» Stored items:

=== Section Start ===

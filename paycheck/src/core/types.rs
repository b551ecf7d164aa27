//! Shared deterministic types for the intake core.
//!
//! These types define stable contracts between the wizard, the pipeline and
//! the simulator. They must not depend on external state or I/O.

use serde::{Deserialize, Serialize};

/// Lifecycle status of a pipeline stage (also used for wizard step indicators).
#[derive(Debug, Clone, Copy, PartialEq, Eq, Hash, Serialize, Deserialize)]
#[serde(rename_all = "lowercase")]
pub enum StageStatus {
    Pending,
    Running,
    Done,
    Failed,
}

impl StageStatus {
    pub fn as_str(self) -> &'static str {
        match self {
            StageStatus::Pending => "pending",
            StageStatus::Running => "running",
            StageStatus::Done => "done",
            StageStatus::Failed => "failed",
        }
    }

    /// Allowed single-step transitions: pending → running → done | failed.
    pub fn can_transition_to(self, next: StageStatus) -> bool {
        matches!(
            (self, next),
            (StageStatus::Pending, StageStatus::Running)
                | (StageStatus::Running, StageStatus::Done)
                | (StageStatus::Running, StageStatus::Failed)
        )
    }
}

/// Name and description of one agent in the check pipeline.
#[derive(Debug, Clone, PartialEq, Eq, Serialize, Deserialize)]
pub struct StageDefinition {
    pub name: String,
    pub description: String,
}

impl StageDefinition {
    pub fn new(name: &str, description: &str) -> Self {
        Self {
            name: name.to_string(),
            description: description.to_string(),
        }
    }
}

/// The nine agents of the pay check pipeline, in execution order.
pub fn default_stage_definitions() -> Vec<StageDefinition> {
    vec![
        StageDefinition::new("Award Agent", "Identifying applicable Modern Award"),
        StageDefinition::new("Contract Agent", "Parsing employment contract"),
        StageDefinition::new("Worksheet Agent", "Extracting shift data"),
        StageDefinition::new("Payslip Agent", "Reading payment information"),
        StageDefinition::new("Retrieval Agent", "Fetching Award facts and clauses"),
        StageDefinition::new("Calculator Agent", "Computing entitlements"),
        StageDefinition::new(
            "Underpayment Detector",
            "Comparing paid vs entitled amounts",
        ),
        StageDefinition::new("Explanation Agent", "Generating plain-English summary"),
        StageDefinition::new("Guardrail Agent", "Validating output quality"),
    ]
}

/// Outcome classification of a pay check.
#[derive(Debug, Clone, Copy, PartialEq, Eq, Serialize, Deserialize)]
#[serde(rename_all = "lowercase")]
pub enum PayClassification {
    Underpaid,
    Overpaid,
    Correct,
}

impl PayClassification {
    pub fn as_str(self) -> &'static str {
        match self {
            PayClassification::Underpaid => "underpaid",
            PayClassification::Overpaid => "overpaid",
            PayClassification::Correct => "correct",
        }
    }
}

/// Result payload carried by the pipeline completion event.
///
/// Amounts are whole cents. `difference_cents` is `paid - entitled`, so a
/// negative value means the employee was underpaid.
#[derive(Debug, Clone, PartialEq, Serialize, Deserialize)]
#[serde(rename_all = "camelCase")]
pub struct CheckResult {
    pub status: PayClassification,
    pub paid_cents: i64,
    pub entitled_cents: i64,
    pub difference_cents: i64,
    pub anomaly_score: u8,
    pub confidence: f64,
}

impl CheckResult {
    /// Build a result from amounts, deriving the difference and classification.
    pub fn from_amounts(
        paid_cents: i64,
        entitled_cents: i64,
        anomaly_score: u8,
        confidence: f64,
    ) -> Self {
        let difference_cents = paid_cents - entitled_cents;
        let status = match difference_cents {
            d if d < 0 => PayClassification::Underpaid,
            d if d > 0 => PayClassification::Overpaid,
            _ => PayClassification::Correct,
        };
        Self {
            status,
            paid_cents,
            entitled_cents,
            difference_cents,
            anomaly_score,
            confidence,
        }
    }

    /// Fixed result produced by the simulated pipeline.
    pub fn simulated() -> Self {
        Self::from_amounts(54_000, 61_200, 86, 0.86)
    }
}

#[cfg(test)]
mod tests {
    use super::*;

    /// Stages only move forward, one step at a time.
    #[test]
    fn stage_transitions_never_regress() {
        assert!(StageStatus::Pending.can_transition_to(StageStatus::Running));
        assert!(StageStatus::Running.can_transition_to(StageStatus::Done));
        assert!(StageStatus::Running.can_transition_to(StageStatus::Failed));
        assert!(!StageStatus::Pending.can_transition_to(StageStatus::Done));
        assert!(!StageStatus::Done.can_transition_to(StageStatus::Running));
        assert!(!StageStatus::Failed.can_transition_to(StageStatus::Running));
        assert!(!StageStatus::Running.can_transition_to(StageStatus::Pending));
    }

    #[test]
    fn simulated_result_is_underpaid_by_72_dollars() {
        let result = CheckResult::simulated();
        assert_eq!(result.status, PayClassification::Underpaid);
        assert_eq!(result.difference_cents, -7_200);
    }

    #[test]
    fn equal_amounts_are_correct() {
        let result = CheckResult::from_amounts(100, 100, 0, 1.0);
        assert_eq!(result.status, PayClassification::Correct);
        assert_eq!(result.difference_cents, 0);
    }

    #[test]
    fn check_result_serializes_camel_case() {
        let json = serde_json::to_value(CheckResult::simulated()).expect("serialize");
        assert_eq!(json["status"], "underpaid");
        assert_eq!(json["paidCents"], 54_000);
        assert_eq!(json["differenceCents"], -7_200);
    }
}
//! Development-time tracing for the intake wizard and pipeline simulator.
//!
//! Tracing output goes to stderr and is controlled by `RUST_LOG`. The progress
//! lines printed by `paycheck run` are product output and are not affected.

use tracing_subscriber::{EnvFilter, fmt, layer::SubscriberExt, util::SubscriberInitExt};

/// Initialize tracing subscriber for development logging.
///
/// Reads `RUST_LOG` env var. Defaults to `warn` if unset.
/// Output: stderr, compact format.
///
/// # Example
/// ```bash
/// RUST_LOG=paycheck=debug cargo run -- run
/// ```
pub fn init() {
    let filter = EnvFilter::try_from_default_env().unwrap_or_else(|_| EnvFilter::new("warn"));

    tracing_subscriber::registry()
        .with(filter)
        .with(fmt::layer().with_writer(std::io::stderr).compact())
        .init();
}
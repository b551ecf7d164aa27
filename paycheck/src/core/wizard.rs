//! Five-step intake wizard controller.
//!
//! The step pointer is a closed enum, so it can never leave `[1, 5]`. All
//! displayed progress (indicators, header) is derived from the pointer alone.

use serde::{Deserialize, Serialize};

use crate::core::types::{CheckResult, StageStatus};
use crate::core::wizard_data::{WizardData, WizardPatch};

/// Steps of the intake wizard, in order.
#[derive(Debug, Clone, Copy, PartialEq, Eq, PartialOrd, Ord, Hash, Serialize, Deserialize)]
#[serde(rename_all = "snake_case")]
pub enum WizardStep {
    MetaDetails,
    UploadDocuments,
    ReviewExtracted,
    RunCheck,
    Results,
}

impl WizardStep {
    pub const ALL: [WizardStep; 5] = [
        WizardStep::MetaDetails,
        WizardStep::UploadDocuments,
        WizardStep::ReviewExtracted,
        WizardStep::RunCheck,
        WizardStep::Results,
    ];

    pub const COUNT: u8 = 5;

    /// 1-based step number.
    pub fn number(self) -> u8 {
        match self {
            WizardStep::MetaDetails => 1,
            WizardStep::UploadDocuments => 2,
            WizardStep::ReviewExtracted => 3,
            WizardStep::RunCheck => 4,
            WizardStep::Results => 5,
        }
    }

    pub fn from_number(number: u8) -> Option<Self> {
        Self::ALL.get(usize::from(number).checked_sub(1)?).copied()
    }

    pub fn label(self) -> &'static str {
        match self {
            WizardStep::MetaDetails => "Meta details",
            WizardStep::UploadDocuments => "Upload documents",
            WizardStep::ReviewExtracted => "Review extracted info",
            WizardStep::RunCheck => "Run Agentic Check",
            WizardStep::Results => "Results",
        }
    }

    pub fn next(self) -> Option<Self> {
        Self::from_number(self.number() + 1)
    }

    pub fn prev(self) -> Option<Self> {
        Self::from_number(self.number() - 1)
    }

    pub fn is_terminal(self) -> bool {
        self == WizardStep::Results
    }

    /// Header line, e.g. `Step 2 of 5: Upload documents`.
    pub fn header(self) -> String {
        format!("Step {} of {}: {}", self.number(), Self::COUNT, self.label())
    }
}

/// Progress indicator entry for one step.
#[derive(Debug, Clone, Copy, PartialEq, Eq, Serialize)]
pub struct StepIndicator {
    pub step: WizardStep,
    pub number: u8,
    pub label: &'static str,
    pub status: StageStatus,
}

/// Owns the step pointer and the accumulated form data.
#[derive(Debug, Clone)]
pub struct WizardController {
    current: WizardStep,
    data: WizardData,
}

impl WizardController {
    pub fn new(seed: WizardData) -> Self {
        Self {
            current: WizardStep::MetaDetails,
            data: seed,
        }
    }

    pub fn current_step(&self) -> WizardStep {
        self.current
    }

    pub fn data(&self) -> &WizardData {
        &self.data
    }

    pub fn into_data(self) -> WizardData {
        self.data
    }

    /// Merge `patch`, then move forward one step (clamped at the last step).
    pub fn advance(&mut self, patch: Option<WizardPatch>) -> WizardStep {
        if let Some(patch) = patch {
            patch.merge_into(&mut self.data);
        }
        if let Some(next) = self.current.next() {
            self.current = next;
        }
        self.current
    }

    /// Move back one step (clamped at the first step).
    pub fn retreat(&mut self) -> WizardStep {
        if let Some(prev) = self.current.prev() {
            self.current = prev;
        }
        self.current
    }

    /// Revisit a completed step. Returns false (and changes nothing) unless
    /// `step` comes strictly before the current step.
    pub fn jump_to(&mut self, step: WizardStep) -> bool {
        if step >= self.current {
            return false;
        }
        self.current = step;
        true
    }

    /// Completion subscriber for the check pipeline.
    ///
    /// Merges the result and advances only while the check step is showing;
    /// returns whether the result was applied.
    pub fn apply_check_result(&mut self, result: CheckResult) -> bool {
        if self.current != WizardStep::RunCheck {
            return false;
        }
        self.advance(Some(WizardPatch::with_results(result)));
        true
    }

    pub fn step_indicators(&self) -> Vec<StepIndicator> {
        WizardStep::ALL
            .iter()
            .map(|&step| StepIndicator {
                step,
                number: step.number(),
                label: step.label(),
                status: indicator_status(step, self.current),
            })
            .collect()
    }

    pub fn header(&self) -> String {
        self.current.header()
    }
}

fn indicator_status(step: WizardStep, current: WizardStep) -> StageStatus {
    if step < current || (step == current && step.is_terminal()) {
        StageStatus::Done
    } else if step == current {
        StageStatus::Running
    } else {
        StageStatus::Pending
    }
}

#[cfg(test)]
mod tests {
    use super::*;
    use std::path::PathBuf;

    fn controller() -> WizardController {
        WizardController::new(WizardData::demo_seed())
    }

    /// Any mix of advance/retreat keeps the pointer within the five steps.
    #[test]
    fn advance_and_retreat_stay_in_range() {
        let mut wizard = controller();
        for _ in 0..10 {
            wizard.advance(None);
        }
        assert_eq!(wizard.current_step(), WizardStep::Results);
        for _ in 0..10 {
            wizard.retreat();
        }
        assert_eq!(wizard.current_step(), WizardStep::MetaDetails);

        let ops = [true, true, false, true, true, true, true, false, false, true];
        for advance in ops {
            let step = if advance {
                wizard.advance(None)
            } else {
                wizard.retreat()
            };
            assert!((1..=5).contains(&step.number()));
        }
    }

    /// Advancing at the last step still merges data.
    #[test]
    fn advance_at_results_merges_without_moving() {
        let mut wizard = controller();
        for _ in 0..4 {
            wizard.advance(None);
        }
        let step = wizard.advance(Some(WizardPatch {
            classification_level: Some("Level 3".to_string()),
            ..WizardPatch::default()
        }));
        assert_eq!(step, WizardStep::Results);
        assert_eq!(wizard.data().classification_level, "Level 3");
    }

    /// `jump_to(k)` moves iff `k` is strictly before the current step.
    #[test]
    fn jump_to_only_moves_backwards() {
        let mut wizard = controller();
        wizard.advance(None);
        wizard.advance(None);
        assert_eq!(wizard.current_step(), WizardStep::ReviewExtracted);

        assert!(!wizard.jump_to(WizardStep::Results));
        assert!(!wizard.jump_to(WizardStep::ReviewExtracted));
        assert_eq!(wizard.current_step(), WizardStep::ReviewExtracted);

        assert!(wizard.jump_to(WizardStep::MetaDetails));
        assert_eq!(wizard.current_step(), WizardStep::MetaDetails);
    }

    #[test]
    fn jump_to_exhaustive_over_all_pairs() {
        for from in WizardStep::ALL {
            for to in WizardStep::ALL {
                let mut wizard = controller();
                while wizard.current_step() != from {
                    wizard.advance(None);
                }
                let moved = wizard.jump_to(to);
                assert_eq!(moved, to < from, "from {from:?} to {to:?}");
                let expected = if to < from { to } else { from };
                assert_eq!(wizard.current_step(), expected);
            }
        }
    }

    /// Step data accumulates; revisiting a step overwrites only its keys.
    #[test]
    fn form_data_merges_across_steps() {
        let mut wizard = WizardController::new(WizardData::default());
        wizard.advance(Some(WizardPatch {
            role_title: Some("Educator".to_string()),
            ..WizardPatch::default()
        }));
        wizard.advance(Some(WizardPatch {
            contract_file: Some(PathBuf::from("contract.pdf")),
            ..WizardPatch::default()
        }));
        assert_eq!(wizard.data().role_title, "Educator");
        assert_eq!(
            wizard.data().contract_file,
            Some(PathBuf::from("contract.pdf"))
        );

        assert!(wizard.jump_to(WizardStep::MetaDetails));
        wizard.advance(Some(WizardPatch {
            role_title: Some("Cook".to_string()),
            ..WizardPatch::default()
        }));
        assert_eq!(wizard.data().role_title, "Cook");
        assert_eq!(
            wizard.data().contract_file,
            Some(PathBuf::from("contract.pdf"))
        );
    }

    #[test]
    fn indicators_derive_from_current_step() {
        let mut wizard = controller();
        wizard.advance(None);
        wizard.advance(None);
        let statuses: Vec<StageStatus> = wizard
            .step_indicators()
            .iter()
            .map(|indicator| indicator.status)
            .collect();
        assert_eq!(
            statuses,
            vec![
                StageStatus::Done,
                StageStatus::Done,
                StageStatus::Running,
                StageStatus::Pending,
                StageStatus::Pending,
            ]
        );
        assert_eq!(wizard.header(), "Step 3 of 5: Review extracted info");
    }

    #[test]
    fn results_step_shows_every_indicator_done() {
        let mut wizard = controller();
        for _ in 0..4 {
            wizard.advance(None);
        }
        assert!(
            wizard
                .step_indicators()
                .iter()
                .all(|indicator| indicator.status == StageStatus::Done)
        );
    }

    /// The completion event only lands while the check step is showing.
    #[test]
    fn check_result_applies_only_on_check_step() {
        let mut wizard = controller();
        assert!(!wizard.apply_check_result(CheckResult::simulated()));
        assert!(wizard.data().results.is_none());

        for _ in 0..3 {
            wizard.advance(None);
        }
        assert_eq!(wizard.current_step(), WizardStep::RunCheck);
        assert!(wizard.apply_check_result(CheckResult::simulated()));
        assert_eq!(wizard.current_step(), WizardStep::Results);
        assert_eq!(wizard.data().results, Some(CheckResult::simulated()));
    }

    #[test]
    fn step_numbers_round_trip() {
        assert_eq!(WizardStep::from_number(0), None);
        assert_eq!(WizardStep::from_number(6), None);
        for step in WizardStep::ALL {
            assert_eq!(WizardStep::from_number(step.number()), Some(step));
        }
    }
}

=== Section End ===

» What is needed: Within the records, the lines containing the string "pointer" are to be counted and their number given without comment.

» Output for this task: 4